What should she say? Teenagers saw things in black and white – there was no grey or in-between in their world. But then, how could she disagree with him when she didn’t? For most of her life she had been vehemently against the death penalty, arguing that it was plain murder by the state, and that the sign of a civilized society was the way it treated criminals. But that was then. Fifteen years ago she changed and believed nothing short of hanging would have been good enough for Martin Jessop and the same for Jackie Wood, even though she was only found guilty of being an accessory. But the pair of them made the family go through a long and tortuous court case, which completely destabilized Sasha. There had been no rest for any of them; every day they had to live with what had happened.

Now she hated her, Jackie Wood, more than him. That woman could have stopped Jessop. She could have not given him an alibi and saved them weeks of misery, of the police hunting for the bodies.

But although Jessop was dead, the guilt was still alive in her. Her house. Her garden. Her fault.

If Jackie Wood had any self-respect, any at all, she would reveal where Millie was buried.

‘Do you ever wonder what happened to Millie?’ Gus’s voice broke into her thoughts.

She took his hand and squeezed it. ‘All the time.’
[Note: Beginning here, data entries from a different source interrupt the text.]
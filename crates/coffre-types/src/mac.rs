use std::fmt;

use blake2::digest::consts::U32;
use blake2::digest::Mac as _;
use blake2::Blake2bMac;
use serde::de::{self, Visitor};
use serde::{Deserialize, Deserializer, Serialize, Serializer};

type KeyedBlake2b256 = Blake2bMac<U32>;

/// A 32-byte content address (keyed BLAKE2b-256 of the addressed bytes).
///
/// Equality is byte equality. On the wire a MAC is always exactly 32
/// bytes; deserialization rejects any other length.
#[derive(Clone, Copy, PartialEq, Eq, PartialOrd, Ord, Hash)]
pub struct Mac(pub [u8; 32]);

impl Mac {
    /// The all-zero MAC. Used as a sentinel ("no state file given").
    pub const ZERO: Mac = Mac([0u8; 32]);

    /// Compute a MAC using keyed BLAKE2b-256.
    pub fn compute(key: &[u8; 32], data: &[u8]) -> Self {
        let mut hasher =
            KeyedBlake2b256::new_from_slice(key).expect("valid 32-byte key for BLAKE2b");
        hasher.update(data);
        let mut out = [0u8; 32];
        out.copy_from_slice(&hasher.finalize().into_bytes());
        Mac(out)
    }

    pub fn is_zero(&self) -> bool {
        self.0 == [0u8; 32]
    }

    /// Hex-encode the full MAC for use as a storage key.
    pub fn to_hex(&self) -> String {
        hex::encode(self.0)
    }

    /// Decode a full 64-char hex string. Any other length is rejected.
    pub fn from_hex(s: &str) -> Option<Mac> {
        let raw = hex::decode(s).ok()?;
        let bytes: [u8; 32] = raw.try_into().ok()?;
        Some(Mac(bytes))
    }

    /// First byte as a two-char hex string, used for shard directories.
    pub fn shard_prefix(&self) -> String {
        hex::encode(&self.0[..1])
    }

    /// First 4 bytes hex-encoded (8 chars), the short display form used
    /// for snapshot directory names.
    pub fn short_hex(&self) -> String {
        hex::encode(&self.0[..4])
    }
}

impl fmt::Debug for Mac {
    fn fmt(&self, f: &mut fmt::Formatter<'_>) -> fmt::Result {
        write!(f, "Mac({})", &self.to_hex()[..16])
    }
}

impl fmt::Display for Mac {
    fn fmt(&self, f: &mut fmt::Formatter<'_>) -> fmt::Result {
        write!(f, "{}", self.to_hex())
    }
}

impl AsRef<[u8]> for Mac {
    fn as_ref(&self) -> &[u8] {
        &self.0
    }
}

// Serialized as raw bytes (msgpack bin) rather than an integer sequence,
// and length-checked on the way in: a non-32-byte MAC is a protocol error.
impl Serialize for Mac {
    fn serialize<S: Serializer>(&self, serializer: S) -> std::result::Result<S::Ok, S::Error> {
        serializer.serialize_bytes(&self.0)
    }
}

struct MacVisitor;

impl<'de> Visitor<'de> for MacVisitor {
    type Value = Mac;

    fn expecting(&self, f: &mut fmt::Formatter<'_>) -> fmt::Result {
        f.write_str("exactly 32 bytes")
    }

    fn visit_bytes<E: de::Error>(self, v: &[u8]) -> std::result::Result<Mac, E> {
        let bytes: [u8; 32] = v
            .try_into()
            .map_err(|_| E::invalid_length(v.len(), &self))?;
        Ok(Mac(bytes))
    }

    fn visit_seq<A>(self, mut seq: A) -> std::result::Result<Mac, A::Error>
    where
        A: de::SeqAccess<'de>,
    {
        let mut bytes = [0u8; 32];
        for (i, slot) in bytes.iter_mut().enumerate() {
            *slot = seq
                .next_element()?
                .ok_or_else(|| de::Error::invalid_length(i, &self))?;
        }
        if seq.next_element::<u8>()?.is_some() {
            return Err(de::Error::invalid_length(33, &self));
        }
        Ok(Mac(bytes))
    }
}

impl<'de> Deserialize<'de> for Mac {
    fn deserialize<D: Deserializer<'de>>(deserializer: D) -> std::result::Result<Mac, D::Error> {
        deserializer.deserialize_bytes(MacVisitor)
    }
}

#[cfg(test)]
mod tests {
    use super::*;

    fn test_key() -> [u8; 32] {
        [0xAA; 32]
    }

    #[test]
    fn compute_deterministic() {
        let id1 = Mac::compute(&test_key(), b"hello world");
        let id2 = Mac::compute(&test_key(), b"hello world");
        assert_eq!(id1, id2);
    }

    #[test]
    fn compute_different_data_different_mac() {
        assert_ne!(
            Mac::compute(&test_key(), b"hello"),
            Mac::compute(&test_key(), b"world")
        );
    }

    #[test]
    fn compute_different_key_different_mac() {
        assert_ne!(
            Mac::compute(&[0xAA; 32], b"same data"),
            Mac::compute(&[0xBB; 32], b"same data")
        );
    }

    #[test]
    fn hex_round_trip() {
        let mac = Mac::compute(&test_key(), b"round trip");
        assert_eq!(mac.to_hex().len(), 64);
        assert_eq!(Mac::from_hex(&mac.to_hex()), Some(mac));
    }

    #[test]
    fn from_hex_rejects_wrong_length() {
        assert_eq!(Mac::from_hex("deadbeef"), None);
        assert_eq!(Mac::from_hex(""), None);
        let too_long = "ab".repeat(33);
        assert_eq!(Mac::from_hex(&too_long), None);
    }

    #[test]
    fn shard_prefix_is_first_byte() {
        let mac = Mac([0xAB; 32]);
        assert_eq!(mac.shard_prefix(), "ab");
    }

    #[test]
    fn short_hex_is_first_four_bytes() {
        let mut bytes = [0u8; 32];
        bytes[..4].copy_from_slice(&[0xDE, 0xAD, 0xBE, 0xEF]);
        assert_eq!(Mac(bytes).short_hex(), "deadbeef");
    }

    #[test]
    fn zero_sentinel() {
        assert!(Mac::ZERO.is_zero());
        assert!(!Mac::compute(&test_key(), b"x").is_zero());
    }

    #[test]
    fn serde_round_trip() {
        let mac = Mac::compute(&test_key(), b"serde");
        let bytes = rmp_serde::to_vec(&mac).unwrap();
        let back: Mac = rmp_serde::from_slice(&bytes).unwrap();
        assert_eq!(mac, back);
    }

    #[test]
    fn serde_encodes_as_bin32() {
        let mac = Mac([0x42; 32]);
        let bytes = rmp_serde::to_vec(&mac).unwrap();
        // bin8 marker + length + 32 payload bytes
        assert_eq!(bytes.len(), 2 + 32);
        assert_eq!(&bytes[2..], &[0x42; 32]);
    }

    #[test]
    fn serde_rejects_short_bin() {
        // bin8 of 4 bytes
        let bad = [0xC4, 0x04, 1, 2, 3, 4];
        assert!(rmp_serde::from_slice::<Mac>(&bad).is_err());
    }
}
‘Ask her, Mum, won’t you?’

She nodded, her throat all at once too full to speak.

8

The rain had eased off by the time Alex reached the caravan site at the harbour end, but still she pulled her scarf up around her face. The rain might have stopped, but the wind was still strong enough to make skin sore, especially when combined with the salt from sea spray. The sea looked rough and wild, too, and you couldn’t tell where the greyness of the sky bleached into the greyness of the sea. Plenty of white horses rolled into the shore, only broken up by the groynes that stretched out like witches’ fingers into the water. Seagulls swooped and screeched overhead, and in the distance the smooth, ping-pong dome of the nuclear power station rose like a modernist sculpture.

The caravan site, rather obviously called ‘Harbour’s End’ was, as it said on the tin, at the end of the harbour road and opposite the lifeboat station. At its entrance were the public toilets.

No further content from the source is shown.